◆ PROVIDED RECORDS ◆

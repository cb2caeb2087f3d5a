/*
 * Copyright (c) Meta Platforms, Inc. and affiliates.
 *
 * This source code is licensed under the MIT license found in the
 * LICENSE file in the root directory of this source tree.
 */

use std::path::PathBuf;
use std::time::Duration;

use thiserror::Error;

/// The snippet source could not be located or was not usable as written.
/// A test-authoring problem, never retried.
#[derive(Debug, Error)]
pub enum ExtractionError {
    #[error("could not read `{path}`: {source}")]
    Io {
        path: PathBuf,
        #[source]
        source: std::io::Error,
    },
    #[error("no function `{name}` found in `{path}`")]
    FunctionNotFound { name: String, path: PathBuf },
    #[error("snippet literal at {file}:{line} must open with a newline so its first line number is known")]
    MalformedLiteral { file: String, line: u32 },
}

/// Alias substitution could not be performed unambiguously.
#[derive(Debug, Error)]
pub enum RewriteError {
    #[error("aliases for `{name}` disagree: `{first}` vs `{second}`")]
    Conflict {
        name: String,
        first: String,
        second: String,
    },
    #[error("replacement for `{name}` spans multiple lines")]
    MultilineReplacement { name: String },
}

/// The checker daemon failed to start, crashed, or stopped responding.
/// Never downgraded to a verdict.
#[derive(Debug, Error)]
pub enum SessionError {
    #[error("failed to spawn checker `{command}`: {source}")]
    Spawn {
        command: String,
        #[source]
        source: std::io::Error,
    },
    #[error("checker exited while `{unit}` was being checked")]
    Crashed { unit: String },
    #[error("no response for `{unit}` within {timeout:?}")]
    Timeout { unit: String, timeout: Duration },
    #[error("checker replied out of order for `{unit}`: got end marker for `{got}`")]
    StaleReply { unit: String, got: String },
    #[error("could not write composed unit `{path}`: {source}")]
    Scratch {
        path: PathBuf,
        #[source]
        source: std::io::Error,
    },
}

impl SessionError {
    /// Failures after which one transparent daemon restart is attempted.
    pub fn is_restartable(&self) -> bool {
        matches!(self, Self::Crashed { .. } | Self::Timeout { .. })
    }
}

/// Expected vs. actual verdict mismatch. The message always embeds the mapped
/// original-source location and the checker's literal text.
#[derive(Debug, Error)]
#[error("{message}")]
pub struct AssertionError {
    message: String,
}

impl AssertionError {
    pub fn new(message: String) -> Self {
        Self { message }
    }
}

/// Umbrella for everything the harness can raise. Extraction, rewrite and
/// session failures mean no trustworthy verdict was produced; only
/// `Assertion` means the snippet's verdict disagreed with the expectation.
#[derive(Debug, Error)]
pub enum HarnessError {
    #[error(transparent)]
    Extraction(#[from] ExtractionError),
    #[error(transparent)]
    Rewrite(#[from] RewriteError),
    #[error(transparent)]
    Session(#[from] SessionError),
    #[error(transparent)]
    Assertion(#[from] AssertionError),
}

---

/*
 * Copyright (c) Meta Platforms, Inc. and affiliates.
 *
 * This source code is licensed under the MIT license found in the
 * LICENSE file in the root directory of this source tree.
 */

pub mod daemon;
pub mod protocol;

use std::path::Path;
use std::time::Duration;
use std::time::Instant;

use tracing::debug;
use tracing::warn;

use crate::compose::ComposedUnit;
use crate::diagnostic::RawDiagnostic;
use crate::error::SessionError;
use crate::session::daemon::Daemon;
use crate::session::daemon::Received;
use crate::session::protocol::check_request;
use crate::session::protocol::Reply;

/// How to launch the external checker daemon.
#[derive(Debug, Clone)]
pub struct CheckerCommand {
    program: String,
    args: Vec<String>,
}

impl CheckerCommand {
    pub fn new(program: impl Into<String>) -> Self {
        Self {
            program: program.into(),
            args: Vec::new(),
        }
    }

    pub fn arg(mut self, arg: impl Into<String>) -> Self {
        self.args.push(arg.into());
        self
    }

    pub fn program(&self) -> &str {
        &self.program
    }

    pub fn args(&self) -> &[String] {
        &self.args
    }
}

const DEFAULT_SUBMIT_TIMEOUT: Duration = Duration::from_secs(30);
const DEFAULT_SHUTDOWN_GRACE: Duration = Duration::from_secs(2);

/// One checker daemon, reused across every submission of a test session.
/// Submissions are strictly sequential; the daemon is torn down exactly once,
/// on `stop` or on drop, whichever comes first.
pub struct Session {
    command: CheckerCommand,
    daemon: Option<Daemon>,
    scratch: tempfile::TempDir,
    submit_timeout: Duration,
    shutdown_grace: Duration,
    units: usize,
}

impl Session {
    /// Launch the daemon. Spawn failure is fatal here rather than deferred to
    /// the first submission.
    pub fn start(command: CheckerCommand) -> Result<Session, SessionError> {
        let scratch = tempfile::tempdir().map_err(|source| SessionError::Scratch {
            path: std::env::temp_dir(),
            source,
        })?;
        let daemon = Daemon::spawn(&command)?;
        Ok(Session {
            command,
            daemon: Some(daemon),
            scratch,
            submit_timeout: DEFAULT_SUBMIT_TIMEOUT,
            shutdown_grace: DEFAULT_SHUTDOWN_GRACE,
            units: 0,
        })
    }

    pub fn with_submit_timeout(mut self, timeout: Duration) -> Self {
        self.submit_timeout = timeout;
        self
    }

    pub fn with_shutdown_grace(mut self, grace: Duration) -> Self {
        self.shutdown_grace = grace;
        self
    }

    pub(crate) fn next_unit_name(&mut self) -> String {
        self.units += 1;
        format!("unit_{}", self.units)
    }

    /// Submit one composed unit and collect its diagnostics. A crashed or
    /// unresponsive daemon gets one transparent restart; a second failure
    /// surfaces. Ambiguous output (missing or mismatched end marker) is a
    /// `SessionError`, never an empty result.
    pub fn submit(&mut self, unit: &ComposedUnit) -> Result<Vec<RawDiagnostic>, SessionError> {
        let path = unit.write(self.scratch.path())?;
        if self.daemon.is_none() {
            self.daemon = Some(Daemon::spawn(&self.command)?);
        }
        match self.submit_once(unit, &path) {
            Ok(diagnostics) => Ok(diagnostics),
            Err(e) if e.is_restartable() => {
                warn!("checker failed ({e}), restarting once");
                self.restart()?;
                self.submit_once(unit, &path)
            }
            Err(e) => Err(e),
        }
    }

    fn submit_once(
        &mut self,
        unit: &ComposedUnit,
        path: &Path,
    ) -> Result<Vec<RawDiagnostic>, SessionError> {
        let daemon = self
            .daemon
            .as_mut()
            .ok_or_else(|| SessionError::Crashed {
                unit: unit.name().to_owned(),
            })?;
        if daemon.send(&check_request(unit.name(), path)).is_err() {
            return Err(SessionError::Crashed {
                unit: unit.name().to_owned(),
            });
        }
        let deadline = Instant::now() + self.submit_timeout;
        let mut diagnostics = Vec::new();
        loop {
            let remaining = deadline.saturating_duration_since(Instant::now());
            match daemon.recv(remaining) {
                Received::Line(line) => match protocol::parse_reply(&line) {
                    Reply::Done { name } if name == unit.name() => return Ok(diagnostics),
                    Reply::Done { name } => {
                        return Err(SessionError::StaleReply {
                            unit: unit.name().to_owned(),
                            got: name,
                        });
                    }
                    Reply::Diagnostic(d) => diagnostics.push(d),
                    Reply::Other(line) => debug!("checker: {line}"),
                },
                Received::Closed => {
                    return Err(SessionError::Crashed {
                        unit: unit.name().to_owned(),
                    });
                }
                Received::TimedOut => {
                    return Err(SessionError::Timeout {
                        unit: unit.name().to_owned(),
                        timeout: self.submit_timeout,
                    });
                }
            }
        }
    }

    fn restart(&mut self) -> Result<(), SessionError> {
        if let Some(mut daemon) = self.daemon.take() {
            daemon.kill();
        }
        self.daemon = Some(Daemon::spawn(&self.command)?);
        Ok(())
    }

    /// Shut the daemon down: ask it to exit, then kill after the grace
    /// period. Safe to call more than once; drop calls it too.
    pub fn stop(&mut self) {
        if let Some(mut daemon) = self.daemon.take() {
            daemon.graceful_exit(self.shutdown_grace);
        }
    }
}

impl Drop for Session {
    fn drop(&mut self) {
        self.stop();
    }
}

◆ WORK ORDER ◆
Look through the records above and please copy every line in which the string "PathBuf" occurs.

◆ ANSWER TO THE PROBLEM ◆
use std::path::PathBuf;
        path: PathBuf,
    FunctionNotFound { name: String, path: PathBuf },
        path: PathBuf,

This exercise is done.